Thursday, May 3, 2007

Editorial: "Anti-day labor bill’s veto was political"

The unnamed Courier editor concludes that the Governor's intention is political. Apparently he has a stringer inside her head.

I'll give you what the Courier hasn't: the bill, which makes it a crime to stand in certain places with an intention. It does not, of course, provide any criterion for determining a person's intention in the absence of doing anything other than stand. Or maybe stop to light a cigarette. I'm not the lawyer Janet is, but this bothers even lowly old me.

The Courier editor likes this bill. I wonder whether he's actually read it. Perhaps he likes it because he can always tell what a person's intention is.


courierfriend said...

I agree that you can't necessarily tell what a person's intention is, but it seems to me that the bill says people just can't block pedestrian or vehicle traffic, right? So people can still stand where they're out of the way, right? But I suppose "out of the way" could be subjective...just a thought.

leftturnclyde said...

Its pretty easy to tell the editor(perhaps Tim?) is pissed that this bill didnt get signed but it wouldnt have really addressed the whole issue any way ..just got them "dang meskins" off a highly visible street corner.
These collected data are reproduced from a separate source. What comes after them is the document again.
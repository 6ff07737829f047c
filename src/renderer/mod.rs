//! Renderer abstraction for browser-based page rendering.
//!
//! Defines the `Renderer` and `RenderContext` traits that abstract over
//! the browser engine (currently Chromium via chromiumoxide). The probe
//! pipeline depends only on these traits, so tests can drive it with a
//! scripted context instead of a live browser.

pub mod chromium;

use anyhow::Result;
use async_trait::async_trait;
use serde::{Deserialize, Serialize};
use thiserror::Error;
use tokio::sync::mpsc::UnboundedReceiver;

/// Result of navigating to a URL.
#[derive(Debug, Clone, Serialize, Deserialize)]
pub struct NavigationResult {
    /// The final URL after any redirects.
    pub final_url: String,
    /// Time taken to load the page in milliseconds.
    pub load_time_ms: u64,
}

/// A network request that completed during a navigation.
///
/// This is all the extraction engine sees of the network layer: the
/// resolved request URL and the request body, when one was sent.
#[derive(Debug, Clone, PartialEq, Eq)]
pub struct RequestRecord {
    pub url: String,
    pub post_data: Option<String>,
}

/// Errors surfaced by a render context.
#[derive(Debug, Error)]
pub enum RenderError {
    #[error("navigation timed out after {0}ms")]
    Timeout(u64),
    #[error("navigation failed: {0}")]
    Navigation(String),
    #[error("evaluation failed: {0}")]
    Evaluation(String),
}

/// A browser engine that can create rendering contexts.
#[async_trait]
pub trait Renderer: Send + Sync {
    /// Create a new browser context (tab).
    async fn new_context(&self) -> Result<Box<dyn RenderContext>>;
    /// Shut down the browser engine.
    async fn shutdown(&self) -> Result<()>;
}

/// A single browser context (tab).
#[async_trait]
pub trait RenderContext: Send + Sync {
    /// Subscribe to completed network requests for this context.
    ///
    /// Must be called before the first navigation; requests that complete
    /// while no subscriber exists are not replayed.
    async fn subscribe_requests(&mut self) -> Result<UnboundedReceiver<RequestRecord>>;

    /// Navigate to a URL, waiting for the load to finish or the timeout.
    async fn navigate(
        &mut self,
        url: &str,
        timeout_ms: u64,
    ) -> Result<NavigationResult, RenderError>;

    /// Reload the current page, waiting for the load to finish or the timeout.
    async fn reload(&mut self, timeout_ms: u64) -> Result<NavigationResult, RenderError>;

    /// Execute JavaScript in the page context and return the result.
    async fn evaluate(&self, script: &str) -> Result<serde_json::Value, RenderError>;

    /// Close this context.
    async fn close(self: Box<Self>) -> Result<()>;
}
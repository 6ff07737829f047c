// Copyright 2026 Tagprobe Contributors
// SPDX-License-Identifier: Apache-2.0

//! Session orchestration: three sequenced page loads feeding one report.
//!
//! Phase 1 loads the page, phase 2 forces a reload (cached tag loaders
//! re-execute and fire requests they skipped the first time), phase 3
//! revisits the page in attribution mode. No phase failure is fatal; the
//! run always produces a complete report.

use anyhow::Result;
use std::sync::Arc;
use std::time::Duration;
use tokio::sync::Mutex;
use tracing::{debug, warn};

use crate::extraction::attribution::{self, AttributionResult};
use crate::extraction::{fallback, links, observer, ExtractionState};
use crate::renderer::RenderContext;
use crate::report::SessionReport;

/// Query parameter that switches the page into attribution mode.
const ATTRIBUTION_PARAM: &str = "test";

/// Visible-text read used by the attribution phase.
const BODY_TEXT_JS: &str = "document.body ? document.body.innerText : ''";

/// Timing knobs for a probe run.
///
/// The settle delays give asynchronous trackers time to fire after the
/// load event; they double as the quiesce point before extraction state
/// is read, so zero is only safe in tests that control request delivery.
#[derive(Debug, Clone)]
pub struct ProbeConfig {
    /// Per-navigation timeout.
    pub nav_timeout_ms: u64,
    /// Wait after the phase 1 and 2 navigations.
    pub settle_ms: u64,
    /// Wait after the attribution navigation.
    pub attribution_settle_ms: u64,
}

impl Default for ProbeConfig {
    fn default() -> Self {
        Self {
            nav_timeout_ms: 60_000,
            settle_ms: 5_000,
            attribution_settle_ms: 3_000,
        }
    }
}

/// A single-page probe session.
pub struct Probe {
    base_url: String,
    config: ProbeConfig,
}

impl Probe {
    pub fn new(base_url: impl Into<String>, config: ProbeConfig) -> Self {
        Self {
            base_url: base_url.into(),
            config,
        }
    }

    /// Derive the attribution-mode variant of the base URL.
    pub fn attribution_url(&self) -> String {
        if self.base_url.contains('?') {
            format!("{}&{ATTRIBUTION_PARAM}", self.base_url)
        } else {
            format!("{}?{ATTRIBUTION_PARAM}", self.base_url)
        }
    }

    /// Drive the full three-phase session and assemble the report.
    pub async fn run(&self, ctx: &mut dyn RenderContext) -> Result<SessionReport> {
        let state = Arc::new(Mutex::new(ExtractionState::default()));

        let requests = ctx.subscribe_requests().await?;
        tokio::spawn(observer::run(requests, Arc::clone(&state)));

        // Phase 1: primary load.
        if let Err(e) = ctx
            .navigate(&self.base_url, self.config.nav_timeout_ms)
            .await
        {
            warn!("primary load failed: {e}");
        }
        self.settle(self.config.settle_ms).await;

        // Phase 2: forced reload.
        if let Err(e) = ctx.reload(self.config.nav_timeout_ms).await {
            warn!("forced reload failed: {e}");
        }
        self.settle(self.config.settle_ms).await;

        let fallback_ids = fallback::extract(ctx).await;
        let footer_links = links::harvest(ctx).await;
        let referral_url = links::find_referral(ctx).await;

        {
            let mut state = state.lock().await;
            state.fill_from_fallback(&fallback_ids);
        }

        // Phase 3: attribution load. Reuses the session but must not
        // disturb the state accumulated above.
        let mut tokens = AttributionResult::default();
        match ctx
            .navigate(&self.attribution_url(), self.config.nav_timeout_ms)
            .await
        {
            Ok(_) => {
                self.settle(self.config.attribution_settle_ms).await;
                match ctx.evaluate(BODY_TEXT_JS).await {
                    Ok(value) => {
                        tokens = attribution::parse(value.as_str().unwrap_or(""));
                    }
                    Err(e) => warn!("attribution text read failed: {e}"),
                }
            }
            Err(e) => warn!("attribution load failed: {e}"),
        }

        let state = state.lock().await.clone();
        debug!(
            analytics = state.analytics_id.is_some(),
            pixel = state.pixel_id.is_some(),
            links = footer_links.len(),
            "probe complete"
        );

        Ok(SessionReport {
            url: self.base_url.clone(),
            analytics_id: state.analytics_id,
            pixel_seen: state.pixel_seen,
            pixel_id: state.pixel_id,
            links: footer_links,
            referral_url,
            portfolio_id: tokens.portfolio_id,
            source_tag: tokens.source_tag,
        })
    }

    async fn settle(&self, ms: u64) {
        if ms > 0 {
            tokio::time::sleep(Duration::from_millis(ms)).await;
        }
    }
}
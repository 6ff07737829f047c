//! Output helpers shared by CLI subcommands.
//!
//! Global flags (--json, --quiet, --verbose, --no-color) are exported as
//! TAGPROBE_* environment variables by main so every module can check them
//! without threading a config value through.

/// Whether --json was passed.
pub fn is_json() -> bool {
    env_flag("TAGPROBE_JSON")
}

/// Whether --quiet was passed.
pub fn is_quiet() -> bool {
    env_flag("TAGPROBE_QUIET")
}

/// Whether --verbose was passed.
pub fn is_verbose() -> bool {
    env_flag("TAGPROBE_VERBOSE")
}

/// Whether --no-color was passed.
pub fn no_color() -> bool {
    env_flag("TAGPROBE_NO_COLOR")
}

fn env_flag(name: &str) -> bool {
    std::env::var(name).map(|v| v == "1").unwrap_or(false)
}

/// Print a value as pretty JSON to stdout.
pub fn print_json<T: serde::Serialize>(value: &T) {
    match serde_json::to_string_pretty(value) {
        Ok(s) => println!("{s}"),
        Err(e) => eprintln!("failed to serialize JSON output: {e}"),
    }
}
//! CLI subcommand implementations for the tagprobe binary.

pub mod audit_cmd;
pub mod doctor;
pub mod output;
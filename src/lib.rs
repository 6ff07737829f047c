// Copyright 2026 Tagprobe Contributors
// SPDX-License-Identifier: Apache-2.0

//! Tagprobe library — headless tracking-tag auditor.
//!
//! This library crate exposes the core modules for integration testing.

#![allow(dead_code, unused_imports, clippy::new_without_default)]

pub mod cli;
pub mod extraction;
pub mod probe;
pub mod renderer;
pub mod report;
pub mod stealth;
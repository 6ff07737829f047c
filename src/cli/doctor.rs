//! Environment readiness check.

use anyhow::Result;

use crate::renderer::chromium::find_chromium;

/// Check Chromium availability and report environment readiness.
pub async fn run() -> Result<()> {
    println!("Tagprobe Doctor");
    println!("===============");
    println!();

    // OS and architecture
    let os = std::env::consts::OS;
    let arch = std::env::consts::ARCH;
    println!("OS:   {os}");
    println!("Arch: {arch}");
    println!();

    // Check Chromium
    let chromium_path = find_chromium();
    match &chromium_path {
        Some(path) => println!("[OK] Chromium found: {}", path.display()),
        None => println!(
            "[!!] Chromium NOT found. Install Chrome/Chromium or set TAGPROBE_CHROMIUM_PATH."
        ),
    }

    println!();
    if chromium_path.is_some() {
        println!("Status: READY");
    } else {
        println!("Status: NOT READY");
    }

    Ok(())
}
// Copyright 2026 Tagprobe Contributors
// SPDX-License-Identifier: Apache-2.0

//! The session report: fixed shape, every field independently optional.

use serde::{Deserialize, Serialize};

use crate::extraction::links::LinkEntry;

/// Everything a probe run recovered about one page.
#[derive(Debug, Clone, PartialEq, Serialize, Deserialize)]
#[serde(rename_all = "camelCase")]
pub struct SessionReport {
    pub url: String,
    pub analytics_id: Option<String>,
    pub pixel_seen: bool,
    pub pixel_id: Option<String>,
    pub links: Vec<LinkEntry>,
    pub referral_url: Option<String>,
    pub portfolio_id: Option<String>,
    pub source_tag: Option<String>,
}

impl SessionReport {
    /// Render the human-readable console report.
    ///
    /// The shape is fixed: fields that were never recovered render as an
    /// explicit "not found" marker rather than being omitted.
    pub fn render_text(&self) -> String {
        let mut out = String::new();

        out.push_str(&format!("URL tested: {}\n\n", self.url));

        match &self.analytics_id {
            Some(id) => out.push_str(&format!("Analytics tag: {id}\n")),
            None => out.push_str("Analytics tag: not found\n"),
        }

        match (&self.pixel_id, self.pixel_seen) {
            (Some(id), _) => out.push_str(&format!("Ad pixel:      {id}\n")),
            (None, true) => out.push_str("Ad pixel:      detected (no id)\n"),
            (None, false) => out.push_str("Ad pixel:      not found\n"),
        }

        match &self.referral_url {
            Some(url) => out.push_str(&format!("Referral URL:  {url}\n")),
            None => out.push_str("Referral URL:  not found\n"),
        }

        match &self.portfolio_id {
            Some(id) => out.push_str(&format!("Portfolio id:  {id}\n")),
            None => out.push_str("Portfolio id:  not found\n"),
        }

        match &self.source_tag {
            Some(tag) => out.push_str(&format!("Source tag:    {tag}\n")),
            None => out.push_str("Source tag:    not found\n"),
        }

        out.push_str(&format!("\nFooter links ({}):\n", self.links.len()));
        for (i, link) in self.links.iter().enumerate() {
            let text = link
                .text
                .as_deref()
                .filter(|t| !t.is_empty())
                .unwrap_or("(no text)");
            out.push_str(&format!("  {}. [{}] {}\n", i + 1, text, link.href));
        }

        out
    }
}
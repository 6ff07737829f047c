//! Depth-first key search over parsed wire payloads.

use serde_json::Value;

/// Find the value bound to `key` anywhere inside `value`.
///
/// A direct hit on a mapping beats any nested hit; otherwise entries are
/// visited in their natural enumeration order and the first non-empty
/// recursive result wins. Sequences are descended element-wise. Scalars
/// and null are never a match. Input must be acyclic, which parsed JSON
/// always is.
pub fn find_key<'a>(value: &'a Value, key: &str) -> Option<&'a Value> {
    match value {
        Value::Object(map) => {
            if let Some(direct) = map.get(key) {
                return Some(direct);
            }
            map.values().find_map(|v| find_key(v, key))
        }
        Value::Array(items) => items.iter().find_map(|v| find_key(v, key)),
        _ => None,
    }
}

/// Like [`find_key`], but only accepts a non-empty string value.
pub fn find_string_key<'a>(value: &'a Value, key: &str) -> Option<&'a str> {
    find_key(value, key)
        .and_then(Value::as_str)
        .filter(|s| !s.is_empty())
}

#[cfg(test)]
mod tests {
    use super::*;
    use serde_json::json;

    #[test]
    fn test_direct_hit_beats_nested() {
        let value = json!({
            "tag": "top",
            "nested": { "tag": "deep" }
        });
        assert_eq!(find_key(&value, "tag"), Some(&json!("top")));
    }

    #[test]
    fn test_first_sibling_wins() {
        let value = json!({
            "a": { "tag": "first" },
            "b": { "tag": "second" }
        });
        assert_eq!(find_key(&value, "tag"), Some(&json!("first")));
    }

    #[test]
    fn test_descends_into_arrays() {
        let value = json!([{ "x": 1 }, { "tag": "in-array" }]);
        assert_eq!(find_key(&value, "tag"), Some(&json!("in-array")));
    }

    #[test]
    fn test_deeply_nested() {
        let value = json!({
            "settings": { "tracking": { "vendors": [{ "tag": "xyz789" }] } }
        });
        assert_eq!(find_key(&value, "tag"), Some(&json!("xyz789")));
    }

    #[test]
    fn test_not_found_in_scalars_and_null() {
        assert_eq!(find_key(&json!(null), "tag"), None);
        assert_eq!(find_key(&json!(42), "tag"), None);
        assert_eq!(find_key(&json!("tag"), "tag"), None);
        assert_eq!(find_key(&json!({"other": 1}), "tag"), None);
    }

    #[test]
    fn test_direct_null_value_is_a_hit() {
        // Containment wins even when the bound value is null; the string
        // accessor is what filters it out.
        let value = json!({ "tag": null, "nested": { "tag": "deep" } });
        assert_eq!(find_key(&value, "tag"), Some(&Value::Null));
        assert_eq!(find_string_key(&value, "tag"), None);
    }

    #[test]
    fn test_string_accessor_rejects_empty() {
        let value = json!({ "tag": "" });
        assert_eq!(find_string_key(&value, "tag"), None);
        let value = json!({ "tag": "abc123" });
        assert_eq!(find_string_key(&value, "tag"), Some("abc123"));
    }
}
Of course if we as a community really wanted to get rid of these hard working folks, all we would have to do is stop hiring them for the cheap labour they provide.
Just a thought "unnamed courier Editor"

Steven Ayres said...

Funny you should mention that, Lefty. There was a companion bill to this one in the House, also sponsored by Kavanaugh and cosponsored by our Rep Lucy Mason (who did not sign onto the trespass bill), that would have made it a crime to solicit or encourage day laborers. It died in committee. Anybody want to speculate on political intentions there?